• _Excerpted data_
== Segment start ==

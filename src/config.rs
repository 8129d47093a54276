//! Reading and writing schema messages as files.
//!
//! A message file is one of:
//! - JSON (`.json`): `{"model_signature_name": [...], "tag": [...]}`
//! - text (`.pbtxt`, `.textproto`, `.txt`): `field: "value"` lines
//! - binary (`.pb`, `.bin`): the tagged wire encoding

use crate::schema::SpecMessage;
use crate::{text, wire};

use anyhow::{Context, anyhow};
use clap::ValueEnum;
use std::fs;
use std::path::Path;
use tracing::info;

#[derive(Debug, Clone, Copy, PartialEq, Eq, ValueEnum)]
pub enum Format {
    Json,
    Text,
    Binary,
}

impl Format {
    /// Guess the format from a file extension.
    pub fn from_path(path: &Path) -> Option<Self> {
        let ext = path.extension()?.to_str()?.to_ascii_lowercase();
        match ext.as_str() {
            "json" => Some(Format::Json),
            "pbtxt" | "textproto" | "txt" => Some(Format::Text),
            "pb" | "bin" => Some(Format::Binary),
            _ => None,
        }
    }

    /// Use `explicit` if given, otherwise infer from `path`.
    pub fn resolve(explicit: Option<Self>, path: &Path) -> anyhow::Result<Self> {
        explicit.or_else(|| Format::from_path(path)).ok_or_else(|| {
            anyhow!(
                "cannot infer format of {}; pass it explicitly (json, text, binary)",
                path.display()
            )
        })
    }
}

/// Decode a message from in-memory bytes.
pub fn decode_message<M: SpecMessage>(
    bytes: &[u8],
    format: Format,
    origin: &str,
) -> anyhow::Result<M> {
    let message = match format {
        Format::Json => serde_json::from_slice(bytes)
            .with_context(|| format!("parse {} JSON from {}", M::NAME, origin))?,
        Format::Text => {
            let source = std::str::from_utf8(bytes)
                .with_context(|| format!("{} is not valid UTF-8 text", origin))?;
            text::parse_text(source, origin)?
        }
        Format::Binary => {
            wire::decode(bytes).with_context(|| format!("decode binary {}", origin))?
        }
    };
    Ok(message)
}

/// Encode a message to bytes in `format`.
pub fn encode_message<M: SpecMessage>(message: &M, format: Format) -> anyhow::Result<Vec<u8>> {
    let bytes = match format {
        Format::Json => {
            let mut json = serde_json::to_vec_pretty(message)?;
            json.push(b'\n');
            json
        }
        Format::Text => text::render_text(message).into_bytes(),
        Format::Binary => wire::encode(message),
    };
    Ok(bytes)
}

pub fn read_message<M: SpecMessage>(path: &Path, format: Option<Format>) -> anyhow::Result<M> {
    let format = Format::resolve(format, path)?;
    let bytes = fs::read(path).with_context(|| format!("read {}", path.display()))?;
    info!(path = %path.display(), ?format, message = M::NAME, "reading message");
    decode_message(&bytes, format, &path.display().to_string())
}

pub fn write_message<M: SpecMessage>(
    message: &M,
    path: &Path,
    format: Option<Format>,
) -> anyhow::Result<()> {
    let format = Format::resolve(format, path)?;
    let bytes = encode_message(message, format)?;
    fs::write(path, &bytes).with_context(|| format!("write {}", path.display()))?;
    info!(path = %path.display(), ?format, bytes = bytes.len(), "wrote message");
    Ok(())
}
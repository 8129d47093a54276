//! Schema layer: the two bulk-inference configuration messages.
//!
//! This module owns:
//! - `ModelSpec` (which signatures and metagraph tags to use)
//! - `DataSpec` (which example splits to process)
//! - the field tables (name + wire number) and reserved numbers that the
//!   wire codec, text format and config loader are generic over.

pub mod data_spec;
pub mod fields;
pub mod model_spec;

pub use data_spec::DataSpec;
pub use fields::{FieldDescriptor, SpecMessage};
pub use model_spec::{DEFAULT_SIGNATURE_NAME, DEFAULT_TAG, ModelSpec, SignatureSelection};
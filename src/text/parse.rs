use crate::schema::SpecMessage;
use anyhow::{Context, bail};
use regex::Regex;
use tracing::debug;

/// Parse the text form of a message.
///
/// One field per line:
/// field_name: "value"
///
/// Example:
/// # run both heads on the GPU graph
/// model_signature_name: "serving_default"
/// model_signature_name: "classify"
/// tag: 'gpu'
///
/// `origin` names the source (usually a path) in error messages.
pub fn parse_text<M: SpecMessage>(text: &str, origin: &str) -> anyhow::Result<M> {
    // Capture:
    // 1) field name
    // 2) double-quoted body, or
    // 3) single-quoted body
    // followed by an optional trailing comment.
    const FIELD_LINE_RE: &str = r#"^\s*([A-Za-z_][A-Za-z0-9_]*)\s*:\s*(?:"((?:[^"\\]|\\.)*)"|'((?:[^'\\]|\\.)*)')\s*(?:#.*)?$"#;
    let re = Regex::new(FIELD_LINE_RE)?;

    let mut message = M::default();
    for (lineno, line) in text.lines().enumerate() {
        let lno = lineno + 1;
        let trimmed = line.trim();

        if trimmed.is_empty() || trimmed.starts_with('#') {
            continue;
        }

        let Some(caps) = re.captures(line) else {
            bail!(
                "{} parse error at {}:{}: cannot parse line: {:?}",
                M::NAME,
                origin,
                lno,
                line
            );
        };

        let name = &caps[1];
        let raw = caps
            .get(2)
            .or_else(|| caps.get(3))
            .map(|m| m.as_str())
            .unwrap_or_default();

        let Some(field) = M::field_by_name(name) else {
            bail!(
                "{} parse error at {}:{}: unknown field {:?}",
                M::NAME,
                origin,
                lno,
                name
            );
        };

        let value = unescape(raw)
            .with_context(|| format!("bad string value at {}:{}: {}", origin, lno, raw))?;

        match message.values_mut(field.number) {
            Some(values) => values.push(value),
            None => bail!("{} has no storage for field {}", M::NAME, field.name),
        }
    }

    debug!(message = M::NAME, origin, "parsed text message");
    Ok(message)
}

fn unescape(raw: &str) -> anyhow::Result<String> {
    let mut out = String::with_capacity(raw.len());
    let mut chars = raw.chars();
    while let Some(c) = chars.next() {
        if c != '\\' {
            out.push(c);
            continue;
        }
        match chars.next() {
            Some('\\') => out.push('\\'),
            Some('"') => out.push('"'),
            Some('\'') => out.push('\''),
            Some('n') => out.push('\n'),
            Some('r') => out.push('\r'),
            Some('t') => out.push('\t'),
            Some(other) => bail!("unsupported escape \\{}", other),
            None => bail!("dangling backslash"),
        }
    }
    Ok(out)
}
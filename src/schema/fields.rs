//! Field tables shared by every message in the schema.
//!
//! Each message is a flat list of repeated string fields keyed by a small
//! wire number. Numbers that were used by older revisions are retired and
//! listed in `RESERVED`; they must never be assigned again.

use serde::Serialize;
use serde::de::DeserializeOwned;
use std::fmt::Debug;

/// A single repeated string field: its text/JSON name and its wire number.
#[derive(Debug, Clone, Copy, PartialEq, Eq)]
pub struct FieldDescriptor {
    pub name: &'static str,
    pub number: u32,
}

impl FieldDescriptor {
    pub const fn new(name: &'static str, number: u32) -> Self {
        Self { name, number }
    }
}

pub(crate) mod sealed {
    /// Write access to field storage, only reachable from inside the crate.
    pub trait Sealed {
        fn values_mut(&mut self, number: u32) -> Option<&mut Vec<String>>;
    }
}

/// A configuration message made only of repeated string fields.
///
/// Implemented by [`ModelSpec`](super::ModelSpec) and
/// [`DataSpec`](super::DataSpec). Sealed: no outside implementations and no
/// field-level write access. The `prost::Message` supertrait still exposes
/// `clear()` and `merge()`, which replace or append whole field contents.
pub trait SpecMessage:
    sealed::Sealed
    + prost::Message
    + Default
    + Clone
    + PartialEq
    + Debug
    + Serialize
    + DeserializeOwned
{
    /// Fully-qualified message name, used in errors and logs.
    const NAME: &'static str;

    /// Assigned fields in ascending wire-number order.
    const FIELDS: &'static [FieldDescriptor];

    /// Wire numbers permanently retired from this message.
    const RESERVED: &'static [u32];

    /// Values stored for `number`, empty for numbers not in `FIELDS`.
    fn values(&self, number: u32) -> &[String];

    fn field_by_number(number: u32) -> Option<&'static FieldDescriptor> {
        Self::FIELDS.iter().find(|f| f.number == number)
    }

    fn field_by_name(name: &str) -> Option<&'static FieldDescriptor> {
        Self::FIELDS.iter().find(|f| f.name == name)
    }

    fn is_reserved(number: u32) -> bool {
        Self::RESERVED.contains(&number)
    }
}

/// True when no assigned field reuses a reserved number and field numbers
/// are strictly ascending. Evaluated in const context by each message.
pub const fn is_well_formed(fields: &[FieldDescriptor], reserved: &[u32]) -> bool {
    let mut i = 0;
    while i < fields.len() {
        if i > 0 && fields[i - 1].number >= fields[i].number {
            return false;
        }
        let mut j = 0;
        while j < reserved.len() {
            if fields[i].number == reserved[j] {
                return false;
            }
            j += 1;
        }
        i += 1;
    }
    true
}
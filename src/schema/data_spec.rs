//! `DataSpec`: which example splits a bulk-inference run processes.
//!
//! Wire layout:
//!   2  example_splits  repeated string
//!   1, 3, 4            reserved

use crate::schema::fields::{self, FieldDescriptor, SpecMessage, sealed};
use serde::{Deserialize, Serialize};

const EXAMPLE_SPLITS: u32 = 2;

/// Split filter. An empty list means every split is processed.
#[derive(Debug, Clone, Default, PartialEq, Eq, Hash, Serialize, Deserialize)]
#[serde(default)]
pub struct DataSpec {
    example_splits: Vec<String>,
}

impl DataSpec {
    pub fn new<S>(example_splits: S) -> Self
    where
        S: IntoIterator,
        S::Item: Into<String>,
    {
        Self {
            example_splits: example_splits.into_iter().map(Into::into).collect(),
        }
    }

    pub fn with_split(mut self, split: impl Into<String>) -> Self {
        self.example_splits.push(split.into());
        self
    }

    pub fn example_splits(&self) -> &[String] {
        &self.example_splits
    }

    pub fn processes_all_splits(&self) -> bool {
        self.example_splits.is_empty()
    }

    pub fn includes(&self, split: &str) -> bool {
        self.processes_all_splits() || self.example_splits.iter().any(|s| s == split)
    }

    /// Keep the splits from `available` this spec selects, in the caller's order.
    pub fn select<'a, S: AsRef<str>>(&self, available: &'a [S]) -> Vec<&'a str> {
        available
            .iter()
            .map(AsRef::as_ref)
            .filter(|split| self.includes(split))
            .collect()
    }
}

impl sealed::Sealed for DataSpec {
    fn values_mut(&mut self, number: u32) -> Option<&mut Vec<String>> {
        match number {
            EXAMPLE_SPLITS => Some(&mut self.example_splits),
            _ => None,
        }
    }
}

impl SpecMessage for DataSpec {
    const NAME: &'static str = "tfx.components.inference.DataSpec";
    const FIELDS: &'static [FieldDescriptor] =
        &[FieldDescriptor::new("example_splits", EXAMPLE_SPLITS)];
    const RESERVED: &'static [u32] = &[1, 3, 4];

    fn values(&self, number: u32) -> &[String] {
        match number {
            EXAMPLE_SPLITS => &self.example_splits,
            _ => &[],
        }
    }
}

const _: () = assert!(fields::is_well_formed(
    <DataSpec as SpecMessage>::FIELDS,
    <DataSpec as SpecMessage>::RESERVED
));

crate::wire::impl_prost_message!(DataSpec);

#[cfg(test)]
mod tests {
    use super::*;
    use pretty_assertions::assert_eq;

    const AVAILABLE: [&str; 3] = ["train", "eval", "holdout"];

    #[test]
    fn empty_selects_everything() {
        let spec = DataSpec::default();
        assert!(spec.processes_all_splits());
        assert!(spec.includes("anything"));
        assert_eq!(spec.select(&AVAILABLE), AVAILABLE.to_vec());
    }

    #[test]
    fn named_splits_filter_in_caller_order() {
        let spec = DataSpec::new(["holdout", "train"]);
        assert!(!spec.includes("eval"));
        assert_eq!(spec.select(&AVAILABLE), vec!["train", "holdout"]);
    }

    #[test]
    fn unknown_split_selects_nothing() {
        let spec = DataSpec::default().with_split("test");
        assert!(spec.select(&AVAILABLE).is_empty());
    }
}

== Segment end ==

• _What to produce_
In the listing above, reproduce the first line and each one after it through the line that contains "tagged wire encoding".

• _Result of the exercise_
filename src/config.rs
repository 8129d47093a54276
//! Reading and writing schema messages as files.
//!
//! A message file is one of:
//! - JSON (`.json`): `{"model_signature_name": [...], "tag": [...]}`
//! - text (`.pbtxt`, `.textproto`, `.txt`): `field: "value"` lines
//! - binary (`.pb`, `.bin`): the tagged wire encoding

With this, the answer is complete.